PROBLEM DESCRIPTION ::
Each line of the entries below that holds "tracing" is needed, copied in full.
Start of DATA FOR REVIEW
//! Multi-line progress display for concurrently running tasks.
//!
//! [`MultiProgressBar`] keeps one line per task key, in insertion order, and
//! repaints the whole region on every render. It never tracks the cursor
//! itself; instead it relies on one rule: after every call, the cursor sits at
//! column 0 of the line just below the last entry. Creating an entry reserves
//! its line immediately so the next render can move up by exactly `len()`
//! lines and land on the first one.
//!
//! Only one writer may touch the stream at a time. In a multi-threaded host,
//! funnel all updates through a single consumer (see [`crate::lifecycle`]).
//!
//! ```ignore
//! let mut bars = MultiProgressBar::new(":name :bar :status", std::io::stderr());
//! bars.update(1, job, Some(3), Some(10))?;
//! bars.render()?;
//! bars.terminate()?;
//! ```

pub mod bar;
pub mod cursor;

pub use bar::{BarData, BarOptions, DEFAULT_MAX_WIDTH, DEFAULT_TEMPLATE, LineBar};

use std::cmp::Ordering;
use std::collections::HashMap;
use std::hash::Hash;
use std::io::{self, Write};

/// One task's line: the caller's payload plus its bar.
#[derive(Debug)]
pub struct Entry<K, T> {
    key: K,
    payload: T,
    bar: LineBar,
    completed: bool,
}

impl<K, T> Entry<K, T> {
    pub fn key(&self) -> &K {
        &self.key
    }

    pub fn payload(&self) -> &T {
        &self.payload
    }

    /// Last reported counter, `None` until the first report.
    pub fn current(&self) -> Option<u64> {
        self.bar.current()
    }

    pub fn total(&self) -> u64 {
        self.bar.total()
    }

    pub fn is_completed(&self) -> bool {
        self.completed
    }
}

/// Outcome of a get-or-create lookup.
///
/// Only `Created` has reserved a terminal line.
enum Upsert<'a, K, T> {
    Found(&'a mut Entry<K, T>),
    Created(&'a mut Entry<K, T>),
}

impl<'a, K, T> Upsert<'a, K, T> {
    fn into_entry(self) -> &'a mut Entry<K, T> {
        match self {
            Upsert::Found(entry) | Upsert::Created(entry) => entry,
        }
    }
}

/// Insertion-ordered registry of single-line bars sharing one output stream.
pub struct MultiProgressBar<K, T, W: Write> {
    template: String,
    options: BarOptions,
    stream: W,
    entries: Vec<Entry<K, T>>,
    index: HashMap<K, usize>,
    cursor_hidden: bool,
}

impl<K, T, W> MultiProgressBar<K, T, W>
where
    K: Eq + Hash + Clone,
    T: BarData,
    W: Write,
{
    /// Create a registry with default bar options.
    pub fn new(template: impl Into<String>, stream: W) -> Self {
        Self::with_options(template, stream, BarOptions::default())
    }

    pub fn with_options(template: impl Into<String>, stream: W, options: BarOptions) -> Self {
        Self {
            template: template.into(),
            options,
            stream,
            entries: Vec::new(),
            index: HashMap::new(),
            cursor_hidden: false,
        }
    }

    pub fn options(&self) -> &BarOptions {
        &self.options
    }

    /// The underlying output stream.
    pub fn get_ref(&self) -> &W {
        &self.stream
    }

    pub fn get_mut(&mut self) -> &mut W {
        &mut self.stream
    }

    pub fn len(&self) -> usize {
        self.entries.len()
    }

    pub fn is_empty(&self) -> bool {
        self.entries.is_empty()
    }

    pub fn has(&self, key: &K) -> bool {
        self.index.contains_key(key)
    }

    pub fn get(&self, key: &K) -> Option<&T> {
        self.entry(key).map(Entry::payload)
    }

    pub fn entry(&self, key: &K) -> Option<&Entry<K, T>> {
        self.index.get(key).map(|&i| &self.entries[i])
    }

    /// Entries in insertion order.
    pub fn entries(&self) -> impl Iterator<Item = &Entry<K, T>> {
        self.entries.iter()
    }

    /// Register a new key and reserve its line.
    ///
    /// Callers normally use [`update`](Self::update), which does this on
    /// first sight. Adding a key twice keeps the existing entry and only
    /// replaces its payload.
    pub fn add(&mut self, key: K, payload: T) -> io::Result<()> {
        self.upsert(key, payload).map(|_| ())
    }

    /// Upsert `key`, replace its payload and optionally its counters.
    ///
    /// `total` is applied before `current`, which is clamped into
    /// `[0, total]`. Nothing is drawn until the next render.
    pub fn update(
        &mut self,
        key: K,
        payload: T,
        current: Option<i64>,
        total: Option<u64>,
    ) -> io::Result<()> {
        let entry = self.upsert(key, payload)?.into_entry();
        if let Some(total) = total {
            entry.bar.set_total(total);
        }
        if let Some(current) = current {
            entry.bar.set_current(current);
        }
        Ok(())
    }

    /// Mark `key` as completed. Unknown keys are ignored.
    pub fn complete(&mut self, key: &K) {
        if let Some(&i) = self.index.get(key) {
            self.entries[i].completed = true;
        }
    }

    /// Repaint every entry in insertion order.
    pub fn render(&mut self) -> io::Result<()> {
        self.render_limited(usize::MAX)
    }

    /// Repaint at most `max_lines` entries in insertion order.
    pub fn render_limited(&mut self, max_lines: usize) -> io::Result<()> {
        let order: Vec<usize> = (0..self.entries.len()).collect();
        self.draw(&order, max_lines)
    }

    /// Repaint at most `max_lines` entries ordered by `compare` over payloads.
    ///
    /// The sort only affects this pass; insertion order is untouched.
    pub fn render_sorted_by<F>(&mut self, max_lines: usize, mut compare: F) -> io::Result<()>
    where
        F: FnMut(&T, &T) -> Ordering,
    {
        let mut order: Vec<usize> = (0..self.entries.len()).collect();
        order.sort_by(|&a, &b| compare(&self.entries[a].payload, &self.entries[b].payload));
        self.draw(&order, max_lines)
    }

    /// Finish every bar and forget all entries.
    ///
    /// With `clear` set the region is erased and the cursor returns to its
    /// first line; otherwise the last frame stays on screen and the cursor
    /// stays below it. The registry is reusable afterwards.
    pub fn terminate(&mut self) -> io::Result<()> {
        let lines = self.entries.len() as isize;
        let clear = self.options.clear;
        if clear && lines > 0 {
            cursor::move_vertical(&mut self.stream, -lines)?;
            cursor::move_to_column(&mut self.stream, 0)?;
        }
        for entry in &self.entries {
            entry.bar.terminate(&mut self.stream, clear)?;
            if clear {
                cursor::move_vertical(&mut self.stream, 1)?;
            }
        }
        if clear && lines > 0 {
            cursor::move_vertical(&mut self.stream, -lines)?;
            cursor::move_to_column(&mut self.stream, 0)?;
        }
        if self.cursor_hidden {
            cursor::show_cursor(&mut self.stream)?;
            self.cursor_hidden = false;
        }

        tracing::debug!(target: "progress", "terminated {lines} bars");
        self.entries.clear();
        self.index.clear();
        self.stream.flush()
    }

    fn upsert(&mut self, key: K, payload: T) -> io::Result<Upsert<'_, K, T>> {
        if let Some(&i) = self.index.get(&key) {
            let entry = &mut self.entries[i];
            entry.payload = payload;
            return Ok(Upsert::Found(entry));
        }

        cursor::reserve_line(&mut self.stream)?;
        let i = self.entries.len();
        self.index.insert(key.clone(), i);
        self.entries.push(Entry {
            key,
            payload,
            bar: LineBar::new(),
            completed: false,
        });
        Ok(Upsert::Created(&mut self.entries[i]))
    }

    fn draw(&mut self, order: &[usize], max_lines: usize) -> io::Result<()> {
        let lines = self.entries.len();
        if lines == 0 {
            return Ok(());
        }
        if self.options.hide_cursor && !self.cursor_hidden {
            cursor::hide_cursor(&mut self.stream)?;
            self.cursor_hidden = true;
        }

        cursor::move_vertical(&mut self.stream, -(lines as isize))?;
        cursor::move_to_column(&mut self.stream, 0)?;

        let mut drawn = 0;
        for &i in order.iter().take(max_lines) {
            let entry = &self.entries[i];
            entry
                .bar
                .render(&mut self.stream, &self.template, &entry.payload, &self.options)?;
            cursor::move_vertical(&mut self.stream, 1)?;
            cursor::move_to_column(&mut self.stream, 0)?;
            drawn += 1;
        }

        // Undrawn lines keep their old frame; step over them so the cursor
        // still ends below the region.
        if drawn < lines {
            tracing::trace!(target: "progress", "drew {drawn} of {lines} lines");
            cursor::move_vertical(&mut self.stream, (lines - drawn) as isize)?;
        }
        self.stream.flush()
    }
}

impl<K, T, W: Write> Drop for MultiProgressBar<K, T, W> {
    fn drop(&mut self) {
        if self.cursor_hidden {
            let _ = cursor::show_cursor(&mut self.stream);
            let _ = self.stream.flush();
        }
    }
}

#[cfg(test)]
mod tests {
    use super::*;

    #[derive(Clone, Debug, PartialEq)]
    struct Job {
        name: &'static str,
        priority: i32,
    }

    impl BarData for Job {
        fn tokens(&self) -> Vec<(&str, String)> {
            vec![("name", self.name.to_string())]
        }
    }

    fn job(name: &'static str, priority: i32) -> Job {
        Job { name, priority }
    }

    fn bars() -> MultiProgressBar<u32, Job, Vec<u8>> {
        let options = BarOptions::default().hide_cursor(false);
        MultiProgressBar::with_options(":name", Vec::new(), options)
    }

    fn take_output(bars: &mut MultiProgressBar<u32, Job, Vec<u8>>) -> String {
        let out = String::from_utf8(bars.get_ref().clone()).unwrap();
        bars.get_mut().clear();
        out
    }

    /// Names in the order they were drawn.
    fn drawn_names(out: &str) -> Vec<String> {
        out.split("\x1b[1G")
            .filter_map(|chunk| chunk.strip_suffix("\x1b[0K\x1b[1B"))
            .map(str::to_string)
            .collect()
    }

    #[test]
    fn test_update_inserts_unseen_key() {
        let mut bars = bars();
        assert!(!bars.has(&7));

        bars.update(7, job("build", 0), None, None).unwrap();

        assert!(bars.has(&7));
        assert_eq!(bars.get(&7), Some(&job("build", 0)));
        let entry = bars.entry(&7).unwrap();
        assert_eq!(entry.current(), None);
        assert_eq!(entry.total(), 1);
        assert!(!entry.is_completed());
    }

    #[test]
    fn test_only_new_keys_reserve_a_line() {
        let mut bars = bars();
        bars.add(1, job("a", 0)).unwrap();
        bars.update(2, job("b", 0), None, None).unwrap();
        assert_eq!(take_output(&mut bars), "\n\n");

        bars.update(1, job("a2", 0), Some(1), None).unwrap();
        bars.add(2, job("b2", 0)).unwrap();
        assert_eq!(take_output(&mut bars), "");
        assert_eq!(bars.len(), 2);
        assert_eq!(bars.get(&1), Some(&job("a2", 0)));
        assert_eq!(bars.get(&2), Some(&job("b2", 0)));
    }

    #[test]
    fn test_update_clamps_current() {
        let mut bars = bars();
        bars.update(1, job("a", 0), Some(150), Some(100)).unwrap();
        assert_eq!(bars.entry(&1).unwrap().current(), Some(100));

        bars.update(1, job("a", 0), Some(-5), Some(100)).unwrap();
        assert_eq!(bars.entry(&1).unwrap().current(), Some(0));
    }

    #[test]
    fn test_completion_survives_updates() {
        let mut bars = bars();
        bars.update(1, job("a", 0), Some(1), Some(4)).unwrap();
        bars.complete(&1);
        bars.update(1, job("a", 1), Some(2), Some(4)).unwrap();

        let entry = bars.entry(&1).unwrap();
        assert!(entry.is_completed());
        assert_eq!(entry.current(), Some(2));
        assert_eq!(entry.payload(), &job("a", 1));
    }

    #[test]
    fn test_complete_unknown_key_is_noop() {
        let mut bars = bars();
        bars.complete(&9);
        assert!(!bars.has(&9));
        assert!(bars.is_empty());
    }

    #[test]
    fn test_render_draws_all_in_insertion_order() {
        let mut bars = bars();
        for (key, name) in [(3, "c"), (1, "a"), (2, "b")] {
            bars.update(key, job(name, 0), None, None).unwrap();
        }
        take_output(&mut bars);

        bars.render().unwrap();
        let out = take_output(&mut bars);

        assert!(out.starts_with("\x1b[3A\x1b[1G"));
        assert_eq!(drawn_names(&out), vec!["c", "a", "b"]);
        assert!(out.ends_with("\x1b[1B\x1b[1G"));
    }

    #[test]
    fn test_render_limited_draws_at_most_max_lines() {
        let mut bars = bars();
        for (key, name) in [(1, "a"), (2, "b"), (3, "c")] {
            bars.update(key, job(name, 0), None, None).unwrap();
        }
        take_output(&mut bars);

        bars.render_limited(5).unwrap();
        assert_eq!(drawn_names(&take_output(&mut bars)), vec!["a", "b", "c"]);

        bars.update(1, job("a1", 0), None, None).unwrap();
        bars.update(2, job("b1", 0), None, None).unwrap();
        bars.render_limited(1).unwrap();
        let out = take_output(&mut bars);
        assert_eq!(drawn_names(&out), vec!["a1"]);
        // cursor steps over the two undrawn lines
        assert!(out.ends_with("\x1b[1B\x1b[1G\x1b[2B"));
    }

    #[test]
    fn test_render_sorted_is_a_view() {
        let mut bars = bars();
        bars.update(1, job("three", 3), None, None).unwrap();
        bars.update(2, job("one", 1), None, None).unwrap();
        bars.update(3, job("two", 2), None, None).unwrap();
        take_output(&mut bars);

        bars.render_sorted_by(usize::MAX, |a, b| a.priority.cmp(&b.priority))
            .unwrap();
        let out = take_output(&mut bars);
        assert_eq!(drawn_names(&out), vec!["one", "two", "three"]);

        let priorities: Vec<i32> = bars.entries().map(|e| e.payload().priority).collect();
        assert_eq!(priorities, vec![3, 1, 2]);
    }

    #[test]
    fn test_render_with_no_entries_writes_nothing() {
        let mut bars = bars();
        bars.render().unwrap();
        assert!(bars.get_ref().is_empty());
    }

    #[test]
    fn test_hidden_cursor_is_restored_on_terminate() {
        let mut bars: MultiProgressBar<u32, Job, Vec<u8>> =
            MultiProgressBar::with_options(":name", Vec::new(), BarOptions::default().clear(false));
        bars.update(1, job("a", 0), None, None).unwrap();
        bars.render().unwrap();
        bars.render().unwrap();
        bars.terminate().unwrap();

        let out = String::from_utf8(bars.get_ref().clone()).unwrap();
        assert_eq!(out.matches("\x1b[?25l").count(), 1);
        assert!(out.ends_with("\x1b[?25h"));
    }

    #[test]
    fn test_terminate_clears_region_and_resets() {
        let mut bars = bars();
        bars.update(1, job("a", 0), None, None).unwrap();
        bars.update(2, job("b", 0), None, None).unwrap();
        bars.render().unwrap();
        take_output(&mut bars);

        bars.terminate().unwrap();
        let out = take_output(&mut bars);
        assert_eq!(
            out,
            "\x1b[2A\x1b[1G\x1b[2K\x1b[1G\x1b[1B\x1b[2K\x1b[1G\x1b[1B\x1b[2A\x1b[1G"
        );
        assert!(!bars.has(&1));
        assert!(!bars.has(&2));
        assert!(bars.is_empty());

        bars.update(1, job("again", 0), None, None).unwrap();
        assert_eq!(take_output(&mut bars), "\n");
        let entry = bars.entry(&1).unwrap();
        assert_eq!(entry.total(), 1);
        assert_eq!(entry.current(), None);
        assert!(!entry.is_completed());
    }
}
End of DATA FOR REVIEW
REPLY ::
        tracing::debug!(target: "progress", "terminated {lines} bars");
            tracing::trace!(target: "progress", "drew {drawn} of {lines} lines");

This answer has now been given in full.